# salt water fish tanks



## Raddy318 (Mar 19, 2012)

heey everyone, so ive started my quest on hunting for a salt water fish tank
but in the mean time, im keen to know the ins and outs of owning salt water fish, i have only ever owned snakes.
i know its a fair bit to look after, but im willing to take it on

feel free to share pics of your tanks and fish etc

thankss,


----------



## Monitor Madness (Mar 19, 2012)

If you havent had fish before maybe start out with a fish only style tank and once you learn more through experience start to venture into corals if thats what your after. Some corals are easy and some arent so with anything just ask lots of questions and read.
With a fish only tank there are less parameters to keep an eye on. Its just the basic filtration, ammonia, nitrate and nitrite. once you get into corals theres a whole lot more to check and keep and eye and thats when things can get expensive and time consuming.
With a fish only tank if you do regular water changes, like 20% a week or fortnight and check your salinity its not to different to a fresh water tank.
Some fish can get big so choose wisely.

Thats just my opinion from experience im sure other people will have some too. 
I cant get any photos to load at the moment i will try again later


----------



## Grogshla (Mar 19, 2012)

my mate started off with salt water tanks and every week some of his fish die from water changes etc. Start off with some beautiful tropical fishies much easier to take care of


----------



## Monitor Madness (Mar 19, 2012)

They wouldn't have been dying from the water changes. Was he checking the levels and maintaining everything, adding water conditioning, maintain salinity?
As I said I think a fish only salt water tank is as easy as a tropical tank if maintained correctly.


----------



## Raddy318 (Mar 19, 2012)

thankss! turns out my brother in law knows a ****** load about salt water fish tanks etc etc, and he is gunna help me out alot


----------



## Grogshla (Mar 19, 2012)

yeah at first he was adding all the needed salt and maintaining all the levels and all was well he was only loosing a few. Then he started buying sea water from his aquarium supply shop and heaps of his fish have been dying.


----------



## Fanden (Mar 19, 2012)

I have had marine tanks for a while. I have 2 running at the moment 1 sea horse tank and one with fish and corals .
The best and easiest way of maintaining the tank is having good equipment if you dont its loads more work .
Skimmer is heart of the tank if you cheap out on that. it will be alot more work keeping it together


----------



## Grogshla (Mar 19, 2012)

the thing I would imagine is that people listen to the petshops and get fed the wrong info much like reptiles from pet shops. My mate takes his aquarium dudes word and I think he should join a forum and get proper advice.


----------



## Monitor Madness (Mar 19, 2012)

Grogshla said:


> the thing I would imagine is that people listen to the petshops and get fed the wrong info much like reptiles from pet shops. My mate takes his aquarium dudes word and I think he should join a forum and get proper advice.

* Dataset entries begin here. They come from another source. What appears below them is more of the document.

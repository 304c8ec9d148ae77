//! PostgresqlStandaloneOperatorConfig Custom Resource Definition
//!
//! Platform defaults for one PostgreSQL major version. The operator selects
//! the config whose `postgresql.pgaas.dev/major-version` label matches the
//! instance; exactly one match is required.

use k8s_openapi::apimachinery::pkg::api::resource::Quantity;
use kube::CustomResource;
use schemars::JsonSchema;
use serde::{Deserialize, Serialize};

use super::types::{preserve_unknown_fields, SecretRef};

/// Resource bounds
#[derive(Clone, Debug, Default, Deserialize, Serialize, JsonSchema, PartialEq)]
#[serde(rename_all = "camelCase")]
pub struct ResourceBounds {
    /// Memory limit bound
    #[serde(default, skip_serializing_if = "Option::is_none")]
    pub memory_limit: Option<Quantity>,

    /// Storage capacity bound
    #[serde(default, skip_serializing_if = "Option::is_none")]
    pub storage_capacity: Option<Quantity>,
}

/// Helm chart coordinates
#[derive(Clone, Debug, Default, Deserialize, Serialize, JsonSchema, PartialEq)]
#[serde(rename_all = "camelCase")]
pub struct ChartSpec {
    /// Chart repository URL
    #[serde(default)]
    pub repository: String,

    /// Chart name
    #[serde(default)]
    pub name: String,

    /// Chart version
    #[serde(default)]
    pub version: String,
}

/// Template for every Helm release of this major version
#[derive(Clone, Debug, Default, Deserialize, Serialize, JsonSchema, PartialEq)]
#[serde(rename_all = "camelCase")]
pub struct HelmReleaseTemplate {
    /// Chart coordinates
    pub chart: ChartSpec,

    /// Base Helm values
    #[serde(default)]
    #[schemars(schema_with = "preserve_unknown_fields")]
    pub values: serde_json::Map<String, serde_json::Value>,
}

/// Per-chart-version override of the template
#[derive(Clone, Debug, Default, Deserialize, Serialize, JsonSchema, PartialEq)]
#[serde(rename_all = "camelCase")]
pub struct HelmReleaseOverride {
    /// Chart coordinates; `version` selects the override, empty
    /// repository/name keep the template's
    pub chart: ChartSpec,

    /// Override values
    #[serde(default)]
    #[schemars(schema_with = "preserve_unknown_fields")]
    pub values: serde_json::Map<String, serde_json::Value>,

    /// Deep-merge `values` onto the template values instead of replacing them
    #[serde(default)]
    pub merge_values_from_template: bool,
}

/// Storage defaults for new data volumes
#[derive(Clone, Debug, Default, Deserialize, Serialize, JsonSchema, PartialEq)]
#[serde(rename_all = "camelCase")]
pub struct PersistenceSpec {
    /// Storage class for new claims; cluster default when unset
    #[serde(default, skip_serializing_if = "Option::is_none")]
    pub storage_class_name: Option<String>,

    /// Access modes for new claims
    #[serde(default)]
    pub access_modes: Vec<String>,
}

/// Backup destination settings
#[derive(Clone, Debug, Default, Deserialize, Serialize, JsonSchema, PartialEq)]
#[serde(rename_all = "camelCase")]
pub struct BackupConfiguration {
    /// Secret holding `endpoint`, `bucket`, `AWS_ACCESS_KEY_ID` and `AWS_SECRET_ACCESS_KEY`
    #[serde(default, rename = "s3BucketSecret")]
    pub s3_bucket_secret: SecretRef,
}

/// Specification for a PostgresqlStandaloneOperatorConfig
#[derive(CustomResource, Clone, Debug, Default, Deserialize, Serialize, JsonSchema, PartialEq)]
#[kube(
    group = "postgresql.pgaas.dev",
    version = "v1alpha1",
    kind = "PostgresqlStandaloneOperatorConfig",
    plural = "postgresqlstandaloneoperatorconfigs",
    shortname = "pgsconfig",
    namespaced,
    printcolumn = r#"{"name":"Chart","type":"string","jsonPath":".spec.helmReleaseTemplate.chart.name"}"#,
    printcolumn = r#"{"name":"Version","type":"string","jsonPath":".spec.helmReleaseTemplate.chart.version"}"#,
    printcolumn = r#"{"name":"Age","type":"date","jsonPath":".metadata.creationTimestamp"}"#
)]
#[serde(rename_all = "camelCase")]
pub struct PostgresqlStandaloneOperatorConfigSpec {
    /// Lower bounds for instance sizing
    #[serde(default)]
    pub resource_minima: ResourceBounds,

    /// Upper bounds for instance sizing
    #[serde(default)]
    pub resource_maxima: ResourceBounds,

    /// Template applied when a release is first created
    #[serde(default)]
    pub helm_release_template: HelmReleaseTemplate,

    /// Per-chart-version overrides of the template
    #[serde(default, skip_serializing_if = "Vec::is_empty")]
    pub helm_releases: Vec<HelmReleaseOverride>,

    /// Name of the Helm provider config used by releases
    #[serde(default)]
    pub helm_provider_config_reference: String,

    /// Storage defaults
    #[serde(default)]
    pub persistence: PersistenceSpec,

    /// Backup destination settings
    #[serde(default)]
    pub backup_configuration: BackupConfiguration,
}

impl PostgresqlStandaloneOperatorConfigSpec {
    /// Override entry whose chart version matches the template's version
    pub fn override_for_template(&self) -> Option<&HelmReleaseOverride> {
        let version = &self.helm_release_template.chart.version;
        self.helm_releases
            .iter()
            .find(|r| &r.chart.version == version)
    }
}

#[cfg(test)]
mod tests {
    use super::*;

    #[test]
    fn config_parses_free_form_values() {
        let spec: PostgresqlStandaloneOperatorConfigSpec = serde_yaml::from_str(
            r#"
resourceMaxima:
  memoryLimit: 4Gi
helmReleaseTemplate:
  chart:
    repository: https://charts.bitnami.com/bitnami
    name: postgresql
    version: 11.1.23
  values:
    image:
      tag: "14.5"
    primary:
      resources: {}
helmReleases:
  - chart:
      version: 11.1.23
    values:
      image:
        tag: "14.6"
    mergeValuesFromTemplate: true
helmProviderConfigReference: helm-provider
persistence:
  storageClassName: ssd
  accessModes: [ReadWriteOnce]
backupConfiguration:
  s3BucketSecret:
    name: pg-bucket
"#,
        )
        .expect("parse spec");

        assert_eq!(spec.helm_release_template.values["image"]["tag"], "14.5");
        assert_eq!(spec.persistence.access_modes, vec!["ReadWriteOnce"]);
        assert_eq!(spec.backup_configuration.s3_bucket_secret.name, "pg-bucket");

        let ov = spec.override_for_template().expect("override");
        assert!(ov.merge_values_from_template);
        assert!(ov.chart.repository.is_empty());
    }

    #[test]
    fn override_requires_matching_version() {
        let spec = PostgresqlStandaloneOperatorConfigSpec {
            helm_release_template: HelmReleaseTemplate {
                chart: ChartSpec {
                    version: "1.0.0".to_string(),
                    ..Default::default()
                },
                ..Default::default()
            },
            helm_releases: vec![HelmReleaseOverride {
                chart: ChartSpec {
                    version: "2.0.0".to_string(),
                    ..Default::default()
                },
                ..Default::default()
            }],
            ..Default::default()
        };
        assert!(spec.override_for_template().is_none());
    }
}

Forums are the way to go i think, lots of people lots of different opinions and different ways of doing things. If one way isn't working try something different. If your mates having that much trouble he should be going else where. Not real fair to the fish that they are dying like that.


----------



## timmy82 (Mar 20, 2012)

here a few pics of my old tank


----------



## hughesy (Mar 20, 2012)

I'll sell you mine!!! Lol


----------



## Justdragons (Mar 20, 2012)

timmy82 said:


> here a few pics of my old tank


OMG amazing


----------



## waruikazi (Mar 20, 2012)

Anyone tried brackish water aquariums?


----------



## Venomous1111 (Mar 20, 2012)

waruikazi said:


> Anyone tried brackish water aquariums?



Not brackish but still pretty cool this is a mates old saltwater setup.. 

8ft Marine Tank with Bream & Snapper - YouTube


----------



## HerperBaz (Mar 20, 2012)

View attachment 243519


I know this doesn't compare to Timmy's wonder but this is a quick photo of my very basic coral (My Bikini Bottom). 

I had a much more significant tank prior but as mentioned above maintenance is a bit more than looking after a gold fish. Besides reptiles are my new love


----------



## butters (Mar 20, 2012)

Yep had a number of marine tanks over the years as well as brackish water aquariums. What did you want to know about them warazuki?

In most cases just treat as you would a full marine water aquarium with a lower specific gravity. Most brackish water species will live in either a full marine or freshwater setup with a few added handfuls of marine salt depending on species so most people go one way or the other.


----------



## waruikazi (Mar 20, 2012)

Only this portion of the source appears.